PROBLEM DETAILS =>
The result should be every line of the listing that holds the word "FetchSettings".

RECORDS FOR THIS TASK =>
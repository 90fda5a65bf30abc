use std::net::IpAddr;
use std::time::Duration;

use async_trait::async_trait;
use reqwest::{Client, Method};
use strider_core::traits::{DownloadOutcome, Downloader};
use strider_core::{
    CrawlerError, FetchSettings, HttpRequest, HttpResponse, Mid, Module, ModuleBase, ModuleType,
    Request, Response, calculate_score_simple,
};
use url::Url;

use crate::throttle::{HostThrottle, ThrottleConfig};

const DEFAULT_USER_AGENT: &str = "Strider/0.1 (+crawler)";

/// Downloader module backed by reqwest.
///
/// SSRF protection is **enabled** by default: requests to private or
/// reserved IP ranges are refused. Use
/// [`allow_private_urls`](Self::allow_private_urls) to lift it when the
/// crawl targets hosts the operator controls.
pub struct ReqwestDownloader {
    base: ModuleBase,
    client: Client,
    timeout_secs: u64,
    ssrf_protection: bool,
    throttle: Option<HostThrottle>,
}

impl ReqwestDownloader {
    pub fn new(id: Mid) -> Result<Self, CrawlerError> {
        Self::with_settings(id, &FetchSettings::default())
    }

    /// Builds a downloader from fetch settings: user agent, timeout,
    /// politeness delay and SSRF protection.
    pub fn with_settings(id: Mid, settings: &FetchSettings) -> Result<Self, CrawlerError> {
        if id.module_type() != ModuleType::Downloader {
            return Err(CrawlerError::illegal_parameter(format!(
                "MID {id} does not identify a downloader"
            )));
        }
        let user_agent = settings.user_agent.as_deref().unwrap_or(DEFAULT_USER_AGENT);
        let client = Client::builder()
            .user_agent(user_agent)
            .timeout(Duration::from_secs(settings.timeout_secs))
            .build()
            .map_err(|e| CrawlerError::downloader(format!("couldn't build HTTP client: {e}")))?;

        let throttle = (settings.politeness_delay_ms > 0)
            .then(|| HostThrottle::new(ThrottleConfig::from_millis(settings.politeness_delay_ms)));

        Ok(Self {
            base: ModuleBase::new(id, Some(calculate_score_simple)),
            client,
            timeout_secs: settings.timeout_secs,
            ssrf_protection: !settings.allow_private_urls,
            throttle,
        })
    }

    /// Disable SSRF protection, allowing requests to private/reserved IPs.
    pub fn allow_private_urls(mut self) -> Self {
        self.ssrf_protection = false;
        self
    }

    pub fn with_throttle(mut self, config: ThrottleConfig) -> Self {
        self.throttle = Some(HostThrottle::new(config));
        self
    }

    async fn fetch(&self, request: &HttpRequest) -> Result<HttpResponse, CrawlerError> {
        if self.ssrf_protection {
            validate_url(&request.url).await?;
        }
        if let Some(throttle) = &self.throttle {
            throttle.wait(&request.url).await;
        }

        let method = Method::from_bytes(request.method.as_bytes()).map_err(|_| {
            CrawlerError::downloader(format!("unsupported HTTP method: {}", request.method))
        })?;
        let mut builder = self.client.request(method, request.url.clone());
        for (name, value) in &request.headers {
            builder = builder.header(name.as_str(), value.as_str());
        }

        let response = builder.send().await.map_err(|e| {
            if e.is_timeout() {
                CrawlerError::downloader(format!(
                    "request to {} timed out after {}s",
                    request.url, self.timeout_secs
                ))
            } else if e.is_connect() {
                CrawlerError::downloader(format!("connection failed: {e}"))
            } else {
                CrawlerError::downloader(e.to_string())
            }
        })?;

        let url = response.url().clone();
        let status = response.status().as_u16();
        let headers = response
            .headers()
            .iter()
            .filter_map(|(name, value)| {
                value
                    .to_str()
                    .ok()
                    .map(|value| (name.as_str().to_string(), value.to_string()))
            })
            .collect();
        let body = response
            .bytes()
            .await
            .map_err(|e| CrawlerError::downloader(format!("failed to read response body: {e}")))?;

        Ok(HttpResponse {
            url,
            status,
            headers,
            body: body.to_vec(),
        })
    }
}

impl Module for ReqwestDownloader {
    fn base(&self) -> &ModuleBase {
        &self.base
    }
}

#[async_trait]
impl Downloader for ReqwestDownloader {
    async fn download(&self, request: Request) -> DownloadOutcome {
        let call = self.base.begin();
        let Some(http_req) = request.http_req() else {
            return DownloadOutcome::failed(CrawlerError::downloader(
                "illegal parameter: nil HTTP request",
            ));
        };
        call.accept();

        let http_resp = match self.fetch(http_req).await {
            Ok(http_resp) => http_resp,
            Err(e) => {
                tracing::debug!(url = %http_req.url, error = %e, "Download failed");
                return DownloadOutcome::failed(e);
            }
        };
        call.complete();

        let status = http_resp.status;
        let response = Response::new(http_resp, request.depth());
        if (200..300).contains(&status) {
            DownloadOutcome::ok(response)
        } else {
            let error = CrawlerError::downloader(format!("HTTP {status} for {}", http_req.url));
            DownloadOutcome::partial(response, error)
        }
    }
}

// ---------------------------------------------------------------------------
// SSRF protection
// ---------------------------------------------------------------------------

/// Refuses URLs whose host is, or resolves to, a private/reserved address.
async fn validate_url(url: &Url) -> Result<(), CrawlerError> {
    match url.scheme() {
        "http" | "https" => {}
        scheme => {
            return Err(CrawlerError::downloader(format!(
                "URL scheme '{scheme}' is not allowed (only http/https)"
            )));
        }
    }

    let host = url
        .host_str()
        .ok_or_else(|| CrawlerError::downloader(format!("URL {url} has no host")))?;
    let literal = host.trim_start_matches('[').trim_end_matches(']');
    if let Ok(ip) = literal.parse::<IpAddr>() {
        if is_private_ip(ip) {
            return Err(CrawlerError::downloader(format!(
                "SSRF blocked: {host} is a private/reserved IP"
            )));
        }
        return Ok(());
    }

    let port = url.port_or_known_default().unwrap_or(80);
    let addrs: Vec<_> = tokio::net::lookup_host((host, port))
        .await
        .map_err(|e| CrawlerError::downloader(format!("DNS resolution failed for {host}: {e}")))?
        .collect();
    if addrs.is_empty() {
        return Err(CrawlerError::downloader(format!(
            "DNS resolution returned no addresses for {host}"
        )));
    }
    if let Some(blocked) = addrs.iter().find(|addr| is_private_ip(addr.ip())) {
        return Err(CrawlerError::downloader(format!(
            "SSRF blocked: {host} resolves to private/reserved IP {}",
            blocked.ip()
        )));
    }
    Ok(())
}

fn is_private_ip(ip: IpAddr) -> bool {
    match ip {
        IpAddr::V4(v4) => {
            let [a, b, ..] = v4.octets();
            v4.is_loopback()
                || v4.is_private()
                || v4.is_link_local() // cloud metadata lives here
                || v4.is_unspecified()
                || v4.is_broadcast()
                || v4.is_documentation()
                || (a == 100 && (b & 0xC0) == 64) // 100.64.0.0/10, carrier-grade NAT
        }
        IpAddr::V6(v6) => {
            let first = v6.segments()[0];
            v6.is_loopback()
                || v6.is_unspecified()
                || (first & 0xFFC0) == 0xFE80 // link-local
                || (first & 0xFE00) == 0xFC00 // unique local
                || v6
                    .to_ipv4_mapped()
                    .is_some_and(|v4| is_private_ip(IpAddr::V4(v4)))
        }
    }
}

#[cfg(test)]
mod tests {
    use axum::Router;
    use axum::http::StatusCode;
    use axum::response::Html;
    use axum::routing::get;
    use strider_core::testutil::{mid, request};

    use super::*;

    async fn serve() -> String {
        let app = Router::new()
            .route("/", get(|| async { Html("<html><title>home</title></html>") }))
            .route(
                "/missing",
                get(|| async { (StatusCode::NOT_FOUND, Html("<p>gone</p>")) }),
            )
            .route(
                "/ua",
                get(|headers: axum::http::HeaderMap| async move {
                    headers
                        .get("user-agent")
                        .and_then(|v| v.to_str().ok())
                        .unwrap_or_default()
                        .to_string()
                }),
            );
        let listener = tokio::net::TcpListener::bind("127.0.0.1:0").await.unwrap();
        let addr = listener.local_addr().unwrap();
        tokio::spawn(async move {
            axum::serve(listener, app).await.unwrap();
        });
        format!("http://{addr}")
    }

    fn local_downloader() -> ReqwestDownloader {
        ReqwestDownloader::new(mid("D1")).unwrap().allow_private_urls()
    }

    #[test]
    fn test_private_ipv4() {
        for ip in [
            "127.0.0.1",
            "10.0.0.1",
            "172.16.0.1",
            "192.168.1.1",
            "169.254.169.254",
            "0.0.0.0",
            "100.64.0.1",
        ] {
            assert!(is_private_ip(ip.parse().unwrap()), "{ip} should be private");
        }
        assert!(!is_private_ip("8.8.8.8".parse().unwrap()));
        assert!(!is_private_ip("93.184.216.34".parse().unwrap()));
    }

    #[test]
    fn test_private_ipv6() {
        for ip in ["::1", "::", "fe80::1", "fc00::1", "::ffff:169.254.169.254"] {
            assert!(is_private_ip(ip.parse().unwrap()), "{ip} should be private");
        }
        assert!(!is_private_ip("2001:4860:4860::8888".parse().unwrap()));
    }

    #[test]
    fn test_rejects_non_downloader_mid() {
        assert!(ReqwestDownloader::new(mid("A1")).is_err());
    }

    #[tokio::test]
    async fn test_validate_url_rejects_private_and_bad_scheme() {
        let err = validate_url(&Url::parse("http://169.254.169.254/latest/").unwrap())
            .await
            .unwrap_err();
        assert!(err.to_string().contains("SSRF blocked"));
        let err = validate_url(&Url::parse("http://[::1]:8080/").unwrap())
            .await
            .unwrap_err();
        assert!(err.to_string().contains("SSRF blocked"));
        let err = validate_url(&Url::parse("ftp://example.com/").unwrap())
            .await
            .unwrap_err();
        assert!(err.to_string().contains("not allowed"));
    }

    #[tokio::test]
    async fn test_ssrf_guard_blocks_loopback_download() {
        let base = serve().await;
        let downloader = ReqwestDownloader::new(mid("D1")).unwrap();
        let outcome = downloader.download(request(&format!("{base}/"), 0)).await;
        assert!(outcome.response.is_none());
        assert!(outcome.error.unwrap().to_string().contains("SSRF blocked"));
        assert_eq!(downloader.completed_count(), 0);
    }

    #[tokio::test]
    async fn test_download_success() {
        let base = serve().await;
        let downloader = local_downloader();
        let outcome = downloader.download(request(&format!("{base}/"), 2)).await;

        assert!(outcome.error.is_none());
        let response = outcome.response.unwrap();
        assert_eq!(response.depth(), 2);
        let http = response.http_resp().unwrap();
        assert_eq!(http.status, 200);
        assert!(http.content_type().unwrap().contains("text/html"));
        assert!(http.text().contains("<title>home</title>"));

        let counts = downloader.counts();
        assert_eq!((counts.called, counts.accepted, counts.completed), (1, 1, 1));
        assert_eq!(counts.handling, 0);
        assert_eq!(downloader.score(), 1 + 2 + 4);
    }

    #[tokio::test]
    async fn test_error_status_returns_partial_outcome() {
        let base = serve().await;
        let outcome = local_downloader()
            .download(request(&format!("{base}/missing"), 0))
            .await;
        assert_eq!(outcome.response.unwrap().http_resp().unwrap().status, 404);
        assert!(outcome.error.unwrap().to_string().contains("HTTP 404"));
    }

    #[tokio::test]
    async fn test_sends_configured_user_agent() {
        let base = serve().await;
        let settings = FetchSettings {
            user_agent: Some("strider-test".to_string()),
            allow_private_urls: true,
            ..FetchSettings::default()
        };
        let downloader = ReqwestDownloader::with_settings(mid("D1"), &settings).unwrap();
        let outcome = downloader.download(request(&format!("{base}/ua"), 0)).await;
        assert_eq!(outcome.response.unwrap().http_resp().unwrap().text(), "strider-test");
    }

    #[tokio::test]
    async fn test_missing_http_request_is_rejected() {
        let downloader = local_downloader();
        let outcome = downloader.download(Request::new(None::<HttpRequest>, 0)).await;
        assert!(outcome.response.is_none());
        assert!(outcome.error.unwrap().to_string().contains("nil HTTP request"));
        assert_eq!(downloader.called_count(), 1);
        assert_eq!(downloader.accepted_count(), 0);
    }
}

RESPONSE TO THE EXERCISE =>
    CrawlerError, FetchSettings, HttpRequest, HttpResponse, Mid, Module, ModuleBase, ModuleType,
        Self::with_settings(id, &FetchSettings::default())
    pub fn with_settings(id: Mid, settings: &FetchSettings) -> Result<Self, CrawlerError> {
        let settings = FetchSettings {
            ..FetchSettings::default()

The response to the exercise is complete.